Thanks, will check that out. He was in a black mood still this morning. I took the kids out. More settled now. Thinking of confiding in my sister in law.

Noregrets78 · 05/10/2013 13:48

I'm in a bad way today. DD has admitted that she does think bad of me due to things her Dad has said. But won't tell me what those things are - more secrets he's told her to keep. She doesn't know how to stop him saying them, and daren't say anything to him. If I say anything then I betray her confidence. All the advice seems to be not to worry - eventually she'll see who had her best interests at heart. But what if, by then, she's totally turned against me?

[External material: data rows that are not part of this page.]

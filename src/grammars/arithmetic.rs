//! Arithmetic expressions
//!
//! Two grammars over the same tokens:
//!
//! - [`BINARY_OPERATION`] captures a flat token sequence: `"1+2 + 3"` becomes
//!   `("1", "+", "2", "+", "3")`.
//! - [`EXPRESSION`] evaluates, with the usual precedence and parentheses:
//!
//! ```text
//! expression := term (("+" | "-") term)*
//! term       := factor (("*" | "/") factor)*
//! factor     := number | "-" factor | "(" expression ")"
//! ```
//!
//! `factor` and `expression` refer back to themselves through deferred references; the
//! rules live in statics so resolving a reference is a clone of an `Arc`.

use crate::algebra::{lazy, regex, Combinable};
use crate::capture::{Captures, Value};
use crate::leaf::RegexMatcher;
use crate::matcher::{self, Parser};
use once_cell::sync::Lazy;

fn token(pattern: &str) -> RegexMatcher {
    regex(pattern).unwrap_or_else(|e| panic!("built-in arithmetic pattern: {}", e))
}

/// One of `+ - * /`, whitespace around it consumed.
pub static OPERATOR: Lazy<Parser> = Lazy::new(|| token(r"\s*([-+*/])\s*").boxed());

/// An unsigned integer, whitespace around it consumed.
pub static INTEGER: Lazy<Parser> = Lazy::new(|| token(r"\s*(\d+)\s*").boxed());

/// An operator and its right operand: `"+2"` is `("+", "2")`.
pub static APPLIED_OPERATOR: Lazy<Parser> =
    Lazy::new(|| OPERATOR.clone().then(INTEGER.clone()).boxed());

/// An integer followed by one or more applied operators.
pub static BINARY_OPERATION: Lazy<Parser> = Lazy::new(|| {
    INTEGER
        .clone()
        .then_one_or_more(APPLIED_OPERATOR.clone())
        .boxed()
});

static NUMBER: Lazy<Parser> = Lazy::new(|| {
    token(r"\s*(\d+(?:\.\d+)?)\s*")
        .apply(|digits: Value| {
            Value::from(digits.as_str().and_then(|s| s.parse::<f64>().ok()))
        })
        .boxed()
});

static FACTOR: Lazy<Parser> = Lazy::new(|| {
    let negated = token(r"\s*-")
        .then(lazy(|| FACTOR.clone()))
        .apply(|operand: Value| Value::from(operand.as_float().map(|x| -x)));
    let grouped = token(r"\s*\(")
        .then(lazy(|| EXPRESSION.clone()))
        .then(token(r"\)\s*"));
    NUMBER.clone().or(negated).or(grouped).boxed()
});

static TERM: Lazy<Parser> = Lazy::new(|| {
    FACTOR
        .clone()
        .then(token(r"\s*([*/])\s*").then(FACTOR.clone()).zero_or_more())
        .apply(fold_operations)
        .boxed()
});

/// A full arithmetic expression, evaluated to a single [`Value::Float`].
///
/// Operands that cannot be evaluated fold to [`Value::Nil`].
pub static EXPRESSION: Lazy<Parser> = Lazy::new(|| {
    TERM.clone()
        .then(token(r"\s*([-+])\s*").then(TERM.clone()).zero_or_more())
        .apply(fold_operations)
        .boxed()
});

/// Fold `(operand, operator, operand, operator, operand, ...)` from the left.
fn fold_operations(captures: Captures) -> Value {
    let mut values = captures.into_iter();
    let mut acc = values.next().and_then(|v| v.as_float());
    while let (Some(op), Some(rhs)) = (values.next(), values.next()) {
        acc = match (acc, op.as_str(), rhs.as_float()) {
            (Some(lhs), Some("+"), Some(rhs)) => Some(lhs + rhs),
            (Some(lhs), Some("-"), Some(rhs)) => Some(lhs - rhs),
            (Some(lhs), Some("*"), Some(rhs)) => Some(lhs * rhs),
            (Some(lhs), Some("/"), Some(rhs)) => Some(lhs / rhs),
            _ => None,
        };
    }
    Value::from(acc)
}

/// Evaluate `input`, which must be a complete expression.
pub fn evaluate(input: &str) -> Option<f64> {
    let (captures, _) = matcher::parse(&*EXPRESSION, input, true)?;
    captures.first()?.as_float()
}

/// Split a binary operation into its operand and operator tokens.
pub fn tokenize(input: &str) -> Option<Captures> {
    matcher::parse(&*BINARY_OPERATION, input, true).map(|(captures, _)| captures)
}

Noregrets78 · 05/10/2013 13:50

keep crying but she hates it. Hate making her feel worse by letting my own emotions out :-(

TheSilverySoothsayer · 05/10/2013 13:57

I forget how old she is noregrets - it is Ok to cry, and Ok to let DD see that it is Ok to cry. Can you have a mutual hug? You can manage without knowing what FW said, honest you can.

ColinButterfly · 05/10/2013 20:35

Hugs noregrets. She'll be spaghetti headed and confused by his word salad. He's abusing her by saying these things. If he can make you believe things he says about you, he can do it to your DD. The truth will out. Just keep loving her.

welcome icepole. Hope you can get some good support here.

I'm properly back in love with FW and now thinking I was OTT in labelling him EA. That can't be right. I felt bad enough to go to Women's Aid. I post on this thread. But I'm questioning it all.

ponygirlcurtis · 05/10/2013 20:37

Hello icepole. Sorry you have had to come to this tough decision. Confiding in RL people is a good place to start, it helps you clarify your decisions. Take things step by step.

noregrets you can still support DD. You can tell her that if she wants to talk to you about the things her dad has spoken to her about it, you will happily do so in confidence, promising not to reveal to FW anything, and that she wont get into trouble with you. She shouldn't be keeping secrets because he says she has to. And you can talk to her about how to deal with saying to him that she doesn't want to hear these things from him any more, give her strategies for dealing with it, sentences to say (broken record) and how to approach it.

ponygirlcurtis · 05/10/2013 20:41

Colin it's ok to question it - because you still know underneath, even though you are saying that you were OTT, that you weren't. You still know that, but questioning it makes you think about it and be sure. Keep questioning. Keep posting. Keep loving yourself, too, because you deserve to be loved.

TheSilverySoothsayer · 05/10/2013 21:02

colin you may feel like you are in love, however it is with a fantasy memory Sad

Noregrets78 · 05/10/2013 21:31

Thanks everyone, sorry I'm in no fit state to try to keep up with the thread. I've got it coming from all sides - he now wants 100% of everything as a financial settlement, he plans on moving back in in a few weeks, he currently comes and goes without warning and refuses to change that. I'm exhausted and stressed and can't be off sick from work as I have nowhere to go - last time he came here and did his ironing and refused to leave.

DD is 9 - she asks me to stop crying as it worries her, and I'm left feeling guilty. In the end I did just say - sometimes it's good to cry, right now I need to cry, and really could just do with a hug. Seemed to make her happier as well, that she could do something to help. But I still feel so bad leaning on her when it should be the other way round.

ColinButterfly · 05/10/2013 21:33

You're a team no regrets

Don't wittle about keeping up with the thread - we all have spells like that. Regrettably there's enough of us about to cover for everyone.